▶ **Instructions to follow**
Using the records below, count the lines with "Clone" in them. Give the number only.

Extracted information Block Start

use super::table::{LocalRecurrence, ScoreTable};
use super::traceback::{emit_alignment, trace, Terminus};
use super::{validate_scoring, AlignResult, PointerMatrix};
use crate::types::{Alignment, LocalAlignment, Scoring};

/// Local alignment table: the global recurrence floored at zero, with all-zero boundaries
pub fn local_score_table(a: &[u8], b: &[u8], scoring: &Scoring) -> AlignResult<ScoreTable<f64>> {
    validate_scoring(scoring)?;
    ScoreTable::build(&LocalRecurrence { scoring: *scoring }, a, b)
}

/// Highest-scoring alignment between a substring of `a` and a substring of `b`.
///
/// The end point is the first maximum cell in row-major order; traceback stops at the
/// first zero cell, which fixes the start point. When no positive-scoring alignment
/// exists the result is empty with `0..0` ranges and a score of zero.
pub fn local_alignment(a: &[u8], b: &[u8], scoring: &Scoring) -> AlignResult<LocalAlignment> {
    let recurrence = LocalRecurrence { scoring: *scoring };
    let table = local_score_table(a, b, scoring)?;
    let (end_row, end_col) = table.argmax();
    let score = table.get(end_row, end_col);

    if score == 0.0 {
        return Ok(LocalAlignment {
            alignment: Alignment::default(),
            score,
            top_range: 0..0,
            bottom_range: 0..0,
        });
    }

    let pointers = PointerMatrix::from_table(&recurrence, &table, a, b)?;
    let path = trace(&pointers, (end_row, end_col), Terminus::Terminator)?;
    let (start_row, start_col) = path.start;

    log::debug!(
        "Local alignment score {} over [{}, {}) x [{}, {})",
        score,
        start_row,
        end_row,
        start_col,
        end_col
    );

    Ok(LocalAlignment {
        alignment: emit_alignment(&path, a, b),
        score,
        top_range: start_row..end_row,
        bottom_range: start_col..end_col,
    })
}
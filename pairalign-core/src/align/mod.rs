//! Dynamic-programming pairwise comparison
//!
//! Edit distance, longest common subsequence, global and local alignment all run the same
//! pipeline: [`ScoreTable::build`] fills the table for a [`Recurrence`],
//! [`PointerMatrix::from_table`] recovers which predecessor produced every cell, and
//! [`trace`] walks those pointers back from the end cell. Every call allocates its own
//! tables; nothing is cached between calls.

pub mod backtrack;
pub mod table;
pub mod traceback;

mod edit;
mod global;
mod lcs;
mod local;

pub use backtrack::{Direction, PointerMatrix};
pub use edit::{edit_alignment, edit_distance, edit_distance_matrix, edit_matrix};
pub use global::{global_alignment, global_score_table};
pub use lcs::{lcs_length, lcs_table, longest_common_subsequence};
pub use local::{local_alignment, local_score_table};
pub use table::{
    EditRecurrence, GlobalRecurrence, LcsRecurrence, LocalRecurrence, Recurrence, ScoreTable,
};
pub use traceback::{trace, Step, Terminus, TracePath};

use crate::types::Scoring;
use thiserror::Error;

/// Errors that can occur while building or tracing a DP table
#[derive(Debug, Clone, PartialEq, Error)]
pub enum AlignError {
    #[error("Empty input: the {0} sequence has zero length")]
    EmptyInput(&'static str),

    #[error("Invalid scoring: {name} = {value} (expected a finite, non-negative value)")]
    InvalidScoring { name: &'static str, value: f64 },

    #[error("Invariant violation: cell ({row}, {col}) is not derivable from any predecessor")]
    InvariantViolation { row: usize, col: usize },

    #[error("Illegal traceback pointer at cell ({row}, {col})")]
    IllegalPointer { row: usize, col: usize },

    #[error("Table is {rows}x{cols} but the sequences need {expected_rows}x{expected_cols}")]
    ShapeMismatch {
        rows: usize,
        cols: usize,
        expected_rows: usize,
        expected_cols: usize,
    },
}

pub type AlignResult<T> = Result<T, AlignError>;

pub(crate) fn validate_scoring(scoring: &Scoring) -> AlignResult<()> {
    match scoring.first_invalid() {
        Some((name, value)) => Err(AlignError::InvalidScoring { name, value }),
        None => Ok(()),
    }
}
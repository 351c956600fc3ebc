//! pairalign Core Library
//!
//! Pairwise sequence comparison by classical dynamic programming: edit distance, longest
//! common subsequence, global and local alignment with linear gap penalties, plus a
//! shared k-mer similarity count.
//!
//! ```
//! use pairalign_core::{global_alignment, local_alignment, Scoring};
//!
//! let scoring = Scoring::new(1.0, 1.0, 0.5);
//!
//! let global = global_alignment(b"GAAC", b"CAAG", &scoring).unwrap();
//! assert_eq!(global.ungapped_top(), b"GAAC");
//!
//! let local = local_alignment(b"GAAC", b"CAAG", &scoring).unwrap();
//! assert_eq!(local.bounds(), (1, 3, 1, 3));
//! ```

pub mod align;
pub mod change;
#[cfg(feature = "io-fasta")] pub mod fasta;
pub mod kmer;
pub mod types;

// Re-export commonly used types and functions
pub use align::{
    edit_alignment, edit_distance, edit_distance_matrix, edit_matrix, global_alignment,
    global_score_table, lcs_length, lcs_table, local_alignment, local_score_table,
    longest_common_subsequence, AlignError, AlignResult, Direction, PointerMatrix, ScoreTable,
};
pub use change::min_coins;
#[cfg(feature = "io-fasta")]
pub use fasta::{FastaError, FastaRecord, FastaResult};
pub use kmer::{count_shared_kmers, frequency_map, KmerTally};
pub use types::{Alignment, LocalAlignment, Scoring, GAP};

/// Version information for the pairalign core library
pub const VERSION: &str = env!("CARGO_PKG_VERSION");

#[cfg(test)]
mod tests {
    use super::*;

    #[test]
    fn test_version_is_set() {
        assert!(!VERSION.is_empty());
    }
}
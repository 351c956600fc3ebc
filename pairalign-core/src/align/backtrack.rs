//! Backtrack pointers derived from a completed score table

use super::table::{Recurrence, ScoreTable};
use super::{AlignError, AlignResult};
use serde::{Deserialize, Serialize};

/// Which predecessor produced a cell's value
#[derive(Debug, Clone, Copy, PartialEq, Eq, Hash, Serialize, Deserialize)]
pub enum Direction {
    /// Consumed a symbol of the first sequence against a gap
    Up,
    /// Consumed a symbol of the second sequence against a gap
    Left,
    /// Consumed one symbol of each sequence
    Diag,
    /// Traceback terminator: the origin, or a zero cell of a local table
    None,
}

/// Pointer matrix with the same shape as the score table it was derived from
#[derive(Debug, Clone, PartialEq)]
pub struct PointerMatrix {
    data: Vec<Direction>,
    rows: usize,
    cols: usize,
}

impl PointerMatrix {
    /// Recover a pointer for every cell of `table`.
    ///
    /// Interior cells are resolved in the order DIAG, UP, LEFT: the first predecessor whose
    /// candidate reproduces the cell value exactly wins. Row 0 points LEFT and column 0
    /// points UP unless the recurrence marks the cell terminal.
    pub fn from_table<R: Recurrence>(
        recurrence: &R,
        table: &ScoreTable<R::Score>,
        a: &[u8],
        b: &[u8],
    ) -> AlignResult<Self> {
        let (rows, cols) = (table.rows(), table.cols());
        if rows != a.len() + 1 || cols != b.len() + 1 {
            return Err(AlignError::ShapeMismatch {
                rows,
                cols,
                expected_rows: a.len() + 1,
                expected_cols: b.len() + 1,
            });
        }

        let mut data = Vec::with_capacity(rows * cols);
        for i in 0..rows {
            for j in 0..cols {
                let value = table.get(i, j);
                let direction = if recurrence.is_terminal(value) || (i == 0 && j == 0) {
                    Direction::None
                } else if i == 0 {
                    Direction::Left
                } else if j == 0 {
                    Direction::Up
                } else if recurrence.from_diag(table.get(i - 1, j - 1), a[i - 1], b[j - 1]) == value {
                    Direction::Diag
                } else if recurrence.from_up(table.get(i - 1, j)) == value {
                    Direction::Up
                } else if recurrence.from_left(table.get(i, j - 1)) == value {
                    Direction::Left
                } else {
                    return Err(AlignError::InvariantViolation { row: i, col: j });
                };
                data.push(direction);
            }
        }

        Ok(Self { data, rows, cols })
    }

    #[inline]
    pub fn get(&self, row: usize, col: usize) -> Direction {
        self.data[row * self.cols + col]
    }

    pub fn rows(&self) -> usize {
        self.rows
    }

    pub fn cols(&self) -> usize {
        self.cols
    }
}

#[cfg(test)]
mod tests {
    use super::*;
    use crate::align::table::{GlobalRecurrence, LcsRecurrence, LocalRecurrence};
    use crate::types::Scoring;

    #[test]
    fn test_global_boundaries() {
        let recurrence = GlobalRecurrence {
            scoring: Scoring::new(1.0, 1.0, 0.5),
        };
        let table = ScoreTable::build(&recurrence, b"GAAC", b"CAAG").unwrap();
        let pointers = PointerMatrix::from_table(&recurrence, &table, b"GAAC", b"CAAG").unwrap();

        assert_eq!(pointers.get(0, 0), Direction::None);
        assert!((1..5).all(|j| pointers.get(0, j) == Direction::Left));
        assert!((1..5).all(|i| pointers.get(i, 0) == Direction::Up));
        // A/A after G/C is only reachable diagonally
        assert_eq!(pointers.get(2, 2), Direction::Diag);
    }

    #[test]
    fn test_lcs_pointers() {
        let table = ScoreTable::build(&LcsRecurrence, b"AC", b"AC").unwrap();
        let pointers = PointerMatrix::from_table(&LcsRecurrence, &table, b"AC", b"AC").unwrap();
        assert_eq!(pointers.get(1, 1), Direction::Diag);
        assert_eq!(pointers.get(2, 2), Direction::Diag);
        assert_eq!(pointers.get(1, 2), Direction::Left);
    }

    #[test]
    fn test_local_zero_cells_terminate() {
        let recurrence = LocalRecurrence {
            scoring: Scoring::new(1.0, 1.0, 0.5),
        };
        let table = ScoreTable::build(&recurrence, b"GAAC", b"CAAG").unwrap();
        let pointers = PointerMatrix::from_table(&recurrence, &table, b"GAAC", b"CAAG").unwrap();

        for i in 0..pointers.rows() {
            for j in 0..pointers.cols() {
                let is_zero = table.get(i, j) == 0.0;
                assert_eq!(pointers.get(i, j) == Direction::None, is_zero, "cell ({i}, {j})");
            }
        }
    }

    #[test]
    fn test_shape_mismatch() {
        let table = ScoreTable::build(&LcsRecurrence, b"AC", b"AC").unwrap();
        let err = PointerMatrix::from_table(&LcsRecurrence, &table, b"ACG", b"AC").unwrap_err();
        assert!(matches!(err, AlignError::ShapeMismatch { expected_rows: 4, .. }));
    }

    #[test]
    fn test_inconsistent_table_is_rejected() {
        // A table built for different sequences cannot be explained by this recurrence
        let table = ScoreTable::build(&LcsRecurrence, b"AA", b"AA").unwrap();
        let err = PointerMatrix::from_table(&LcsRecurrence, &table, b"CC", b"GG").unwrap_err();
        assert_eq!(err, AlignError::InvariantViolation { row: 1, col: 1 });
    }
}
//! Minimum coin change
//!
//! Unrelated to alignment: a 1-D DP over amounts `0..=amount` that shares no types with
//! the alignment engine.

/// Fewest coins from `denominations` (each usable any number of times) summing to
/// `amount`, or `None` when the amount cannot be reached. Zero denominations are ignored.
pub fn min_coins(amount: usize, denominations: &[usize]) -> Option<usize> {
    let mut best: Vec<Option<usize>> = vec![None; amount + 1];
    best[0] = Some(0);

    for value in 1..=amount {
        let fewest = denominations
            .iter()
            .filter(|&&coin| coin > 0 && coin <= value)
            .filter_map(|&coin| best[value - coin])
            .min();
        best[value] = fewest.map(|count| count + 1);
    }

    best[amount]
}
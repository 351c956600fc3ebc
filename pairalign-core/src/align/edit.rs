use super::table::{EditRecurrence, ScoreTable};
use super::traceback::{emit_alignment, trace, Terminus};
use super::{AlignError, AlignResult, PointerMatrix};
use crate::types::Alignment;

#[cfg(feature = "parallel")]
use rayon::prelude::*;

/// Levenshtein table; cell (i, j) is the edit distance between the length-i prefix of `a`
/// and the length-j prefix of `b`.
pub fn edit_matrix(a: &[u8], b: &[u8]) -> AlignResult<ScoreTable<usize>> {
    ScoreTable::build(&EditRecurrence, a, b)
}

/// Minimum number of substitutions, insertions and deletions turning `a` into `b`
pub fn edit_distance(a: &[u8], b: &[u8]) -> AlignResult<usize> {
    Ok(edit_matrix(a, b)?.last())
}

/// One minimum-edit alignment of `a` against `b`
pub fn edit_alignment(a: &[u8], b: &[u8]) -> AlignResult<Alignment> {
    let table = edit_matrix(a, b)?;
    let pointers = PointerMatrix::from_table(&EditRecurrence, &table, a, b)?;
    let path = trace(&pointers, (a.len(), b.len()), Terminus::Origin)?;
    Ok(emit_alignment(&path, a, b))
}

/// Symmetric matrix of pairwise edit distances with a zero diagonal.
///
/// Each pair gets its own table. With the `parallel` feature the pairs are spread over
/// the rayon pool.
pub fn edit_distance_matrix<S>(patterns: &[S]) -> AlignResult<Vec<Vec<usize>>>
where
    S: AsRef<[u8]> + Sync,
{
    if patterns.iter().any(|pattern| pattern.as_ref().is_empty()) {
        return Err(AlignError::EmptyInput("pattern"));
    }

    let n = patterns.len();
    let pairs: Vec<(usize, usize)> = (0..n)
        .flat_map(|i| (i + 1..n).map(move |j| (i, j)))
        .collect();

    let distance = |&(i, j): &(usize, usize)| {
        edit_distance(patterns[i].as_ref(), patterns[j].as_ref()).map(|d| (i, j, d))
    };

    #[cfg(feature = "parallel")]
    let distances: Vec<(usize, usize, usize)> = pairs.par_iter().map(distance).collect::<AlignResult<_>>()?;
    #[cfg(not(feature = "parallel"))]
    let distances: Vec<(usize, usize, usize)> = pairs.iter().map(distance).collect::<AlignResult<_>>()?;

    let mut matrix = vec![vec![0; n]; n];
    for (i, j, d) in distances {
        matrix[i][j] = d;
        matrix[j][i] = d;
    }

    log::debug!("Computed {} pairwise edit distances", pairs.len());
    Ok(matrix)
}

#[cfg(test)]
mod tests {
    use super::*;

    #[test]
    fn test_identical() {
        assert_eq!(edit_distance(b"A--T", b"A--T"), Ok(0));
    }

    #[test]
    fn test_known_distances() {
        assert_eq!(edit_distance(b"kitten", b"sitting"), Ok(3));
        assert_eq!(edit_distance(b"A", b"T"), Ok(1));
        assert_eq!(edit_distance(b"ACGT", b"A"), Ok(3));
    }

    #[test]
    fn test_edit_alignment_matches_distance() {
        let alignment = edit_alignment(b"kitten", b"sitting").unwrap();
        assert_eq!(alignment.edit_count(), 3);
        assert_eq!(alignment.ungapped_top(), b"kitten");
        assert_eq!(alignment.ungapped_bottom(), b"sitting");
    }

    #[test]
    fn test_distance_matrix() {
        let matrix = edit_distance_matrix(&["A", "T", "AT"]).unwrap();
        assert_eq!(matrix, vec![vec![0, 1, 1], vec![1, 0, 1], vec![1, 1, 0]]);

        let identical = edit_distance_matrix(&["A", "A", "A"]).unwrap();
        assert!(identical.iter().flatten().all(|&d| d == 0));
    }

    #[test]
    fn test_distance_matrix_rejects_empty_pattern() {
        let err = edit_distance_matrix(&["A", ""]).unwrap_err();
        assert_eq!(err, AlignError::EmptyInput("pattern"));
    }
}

Extracted information Block End

▶ **Reply to the task**
3